Checking date: 14/05/2019


Course: 2019/2020

Spacecraft Pre-design
(18084)
Study: Master in Space Engineering (360)
EPI


Coordinating teacher: MERINO MARTINEZ, MARIO

Department assigned to the subject: Department of Bioengineering and Aerospace Engineering

Type: Electives
ECTS Credits: 3.0 ECTS

Course:
Semester:




Students are expected to have completed
It is recommended to have passed (or be enrolled in) all courses related to spacecraft subsystems, systems engineering, and project management.
Competences and skills that will be acquired and learning results.
Basic competences CB6 To possess and understand knowledge that provides a basis or opportunity to be original in the development and / or application of ideas, often in a research context CB7 Students must know how to apply the knowledge acquired and their ability to solve problems in new or unfamiliar environments within broader (or multidisciplinary) contexts related to their area of study CB8 Students must be able to integrate knowledge and face the complexity of making judgments based on information that, being incomplete or limited, includes reflections on social and ethical responsibilities linked to the application of their knowledge and judgments CB9 Students must know how to communicate their conclusions and the knowledge and ultimate reasons that sustain them to specialized and non-specialized audiences in a clear and unambiguous way CB10 Students must have the learning skills allowing them to continue studying in a way that will be largely self-directed or autonomous. General competences CG2 Ability to make value judgments and prioritize in making conflicting decisions using systemic thinking. CG3 Ability to analyze and correct the environmental and social impact of the technical solutions of any space system CG4 Ability to work in multidisciplinary teams in a cooperative way to complete work tasks CG5 Ability to handle the English, technical and colloquial language. CG6 Ability to know adequately the business context of the professional sector, as well as to know and understand the applicable legislation in the exercise of the profession Specific competences CE1 Ability to conceive space products that respond to the needs of the stakeholders, defining functions, concepts and architecture, as well as developing project management. CE2 Ability to plan and develop the design of space products in their different phases. CE3 Ability to develop a complete system that meets the design specifications and the expectations of the interested parties. This includes the production of products; acquire, reuse or code products; integrate products in top-level assemblies; verify products against design specifications; validate the products against the expectations of the interested parties; and the transition of products to the next level of the system. CE4 Ability to manage technical activities during the life cycle of the project.
Description of contents: programme
Synthesis course where student teams prepare a full pre-design of a space system to comply with a set of mission requirements set by the course staff. The knowledge and capabilities of other courses will be consolidated and put into practice here. Students will work in a team, each of them covering a specific role. 1. Mission requirements. Requirement and constraint flowdown 2. The space system predesign team and its roles 3. Preliminary design of space systems.
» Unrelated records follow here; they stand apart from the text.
use crate::ast::Value;
use serde::Serialize;
use std::fmt::{self, Display};

/// The closed set of value kinds an argument can take or an element can return.
#[derive(Debug, Clone, Copy, PartialEq, Eq, Hash, PartialOrd, Ord, Serialize)]
pub enum Category {
    /// A plain integer literal, never a nested expression.
    RawInt,
    /// An integer, or an expression producing one.
    Int,
    /// A 16-bit pattern.
    Bits,
    Bool,
    Color,
    Effect,
    LockupState,
    /// A top-level style pointer such as `StylePtr<...>()`.
    Wrapper,
    /// A zero-argument named style such as `&style_charging`.
    Builtin,
}

impl Category {
    /// Wrappers and built-ins can only ever appear at the top of a style.
    #[must_use]
    pub fn is_top_level_only(self) -> bool {
        matches!(self, Category::Wrapper | Category::Builtin)
    }
}

impl Display for Category {
    fn fmt(&self, f: &mut fmt::Formatter<'_>) -> fmt::Result {
        let name = match self {
            Category::RawInt => "Raw Int",
            Category::Int => "Int",
            Category::Bits => "Bits",
            Category::Bool => "Boolean",
            Category::Color => "Color",
            Category::Effect => "Effect",
            Category::LockupState => "Lockup Type",
            Category::Wrapper => "Wrapper",
            Category::Builtin => "Built-In",
        };
        f.write_str(name)
    }
}

/// A category together with its independent modifiers.
#[derive(Debug, Clone, Copy, PartialEq, Eq, Hash)]
pub struct TypeTag {
    pub category: Category,
    /// The slot accepts a nested expression returning `category`.
    pub sub_expression: bool,
    /// Final argument only: zero or more trailing values.
    pub variadic: bool,
    /// Marks a colour-returning element as a composable layer.
    pub transparent: bool,
}

impl TypeTag {
    #[must_use]
    pub const fn new(category: Category) -> Self {
        Self {
            category,
            sub_expression: false,
            variadic: false,
            transparent: false,
        }
    }

    #[must_use]
    pub const fn with_sub_expression(mut self) -> Self {
        self.sub_expression = true;
        self
    }

    #[must_use]
    pub const fn with_variadic(mut self) -> Self {
        self.variadic = true;
        self
    }

    #[must_use]
    pub const fn with_transparent(mut self) -> Self {
        self.transparent = true;
        self
    }

    /// Whether a nested expression returning `returns` may fill a slot of this tag.
    #[must_use]
    pub fn accepts_expression(&self, returns: Category) -> bool {
        self.sub_expression && !returns.is_top_level_only() && returns == self.category
    }

    /// Checks a bound value against this tag.
    ///
    /// # Errors
    /// Returns a short description of what was found when the value does not fit.
    pub fn admits(&self, value: &Value) -> Result<(), String> {
        let fits = match (self.category, value) {
            (Category::RawInt | Category::Int, Value::Int(_)) => true,
            (Category::Bits, Value::Int(n)) => (0..=0xFFFF).contains(n),
            (Category::Bool, Value::Int(n)) => matches!(n, 0 | 1),
            (Category::Color, Value::Color(_)) => true,
            (Category::Effect, Value::Effect(_)) => true,
            (Category::LockupState, Value::LockupState(_)) => true,
            (_, Value::Expression(node)) => self.accepts_expression(node.return_category()),
            _ => false,
        };
        if fits {
            Ok(())
        } else {
            Err(value.describe())
        }
    }
}

impl Display for TypeTag {
    fn fmt(&self, f: &mut fmt::Formatter<'_>) -> fmt::Result {
        if self.transparent && self.category == Category::Color {
            f.write_str("Layer (Transparent Color)")?;
        } else {
            write!(f, "{}", self.category)?;
        }
        if self.variadic {
            f.write_str("...")?;
        }
        Ok(())
    }
}

/// One declared parameter of an element.
#[derive(Debug, Clone, PartialEq)]
pub struct ArgumentSpec {
    pub name: &'static str,
    pub tag: TypeTag,
    pub default: Option<Value>,
}

impl ArgumentSpec {
    #[must_use]
    pub fn new(name: &'static str, tag: TypeTag) -> Self {
        Self {
            name,
            tag,
            default: None,
        }
    }

    #[must_use]
    pub fn with_default(mut self, default: impl Into<Value>) -> Self {
        self.default = Some(default.into());
        self
    }
}

/// The immutable description of a registered element.
#[derive(Debug, Clone, PartialEq)]
pub struct Signature {
    pub key: &'static str,
    pub human_name: &'static str,
    pub returns: TypeTag,
    pub args: Vec<ArgumentSpec>,
}

impl Signature {
    #[must_use]
    pub fn new(
        key: &'static str,
        human_name: &'static str,
        returns: TypeTag,
        args: Vec<ArgumentSpec>,
    ) -> Self {
        debug_assert!(
            args.iter()
                .rev()
                .skip(1)
                .all(|arg| !arg.tag.variadic),
            "variadic argument before the end of `{key}`"
        );
        Self {
            key,
            human_name,
            returns,
            args,
        }
    }

    #[must_use]
    pub fn return_category(&self) -> Category {
        self.returns.category
    }

    #[must_use]
    pub fn is_variadic(&self) -> bool {
        self.args.last().is_some_and(|arg| arg.tag.variadic)
    }

    /// Number of slots that exist before any variadic tail value is bound.
    #[must_use]
    pub fn fixed_len(&self) -> usize {
        if self.is_variadic() {
            self.args.len() - 1
        } else {
            self.args.len()
        }
    }

    /// The argument governing slot `index`; slots past the end share a variadic tail.
    #[must_use]
    pub fn spec_for(&self, index: usize) -> Option<&ArgumentSpec> {
        match self.args.get(index) {
            Some(spec) => Some(spec),
            None if self.is_variadic() => self.args.last(),
            None => None,
        }
    }
}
Budgets and trade-offs 4. Preliminary design of space segment subsystems 5. Verification and validation 6. Technical report and presentation of results
Learning activities and methodology
The course is composed of master classes (theory/problems/examples) and group work guided sessions. The main activity in the course is the development of a space system predesign in a team. This will be carried out in the group work sessions and outside classes in the individual work time of the students. Group office hours can be requested by the students. Student work will be presented orally and in written form in the last sessions of the course.
Assessment System
  • % end-of-term-examination 0
  • % of continuous assessment (assigments, laboratory, practicals...) 100
Basic Bibliography
  • James R. Wertz (Editor), David F. Everett (Editor), Jeffery J. Puschell (Editor). Space Mission Engineering: The New SMAD. Microcosm Press. 2011
  • Peter Fortescue, Graham Swinerd, John Stark. Spacecraft systems engineering. John Wiley and Sons. 2011
Additional Bibliography
  • C.D. Brown. Elements of Spacecraft Design. AIAA Education Series. 2002
  • M.D. Griffin, J.R. French. Space Vehicle Design. AIAA Education Series. 2004
  • NASA. NASA Systems Engineering Handbook. NASA. 2007
  • V.L. Pisacane. Fundamentals of Space Systems Second Edition. Oxford University Press. 2005

The course syllabus and the academic weekly planning may change due academic events or other reasons.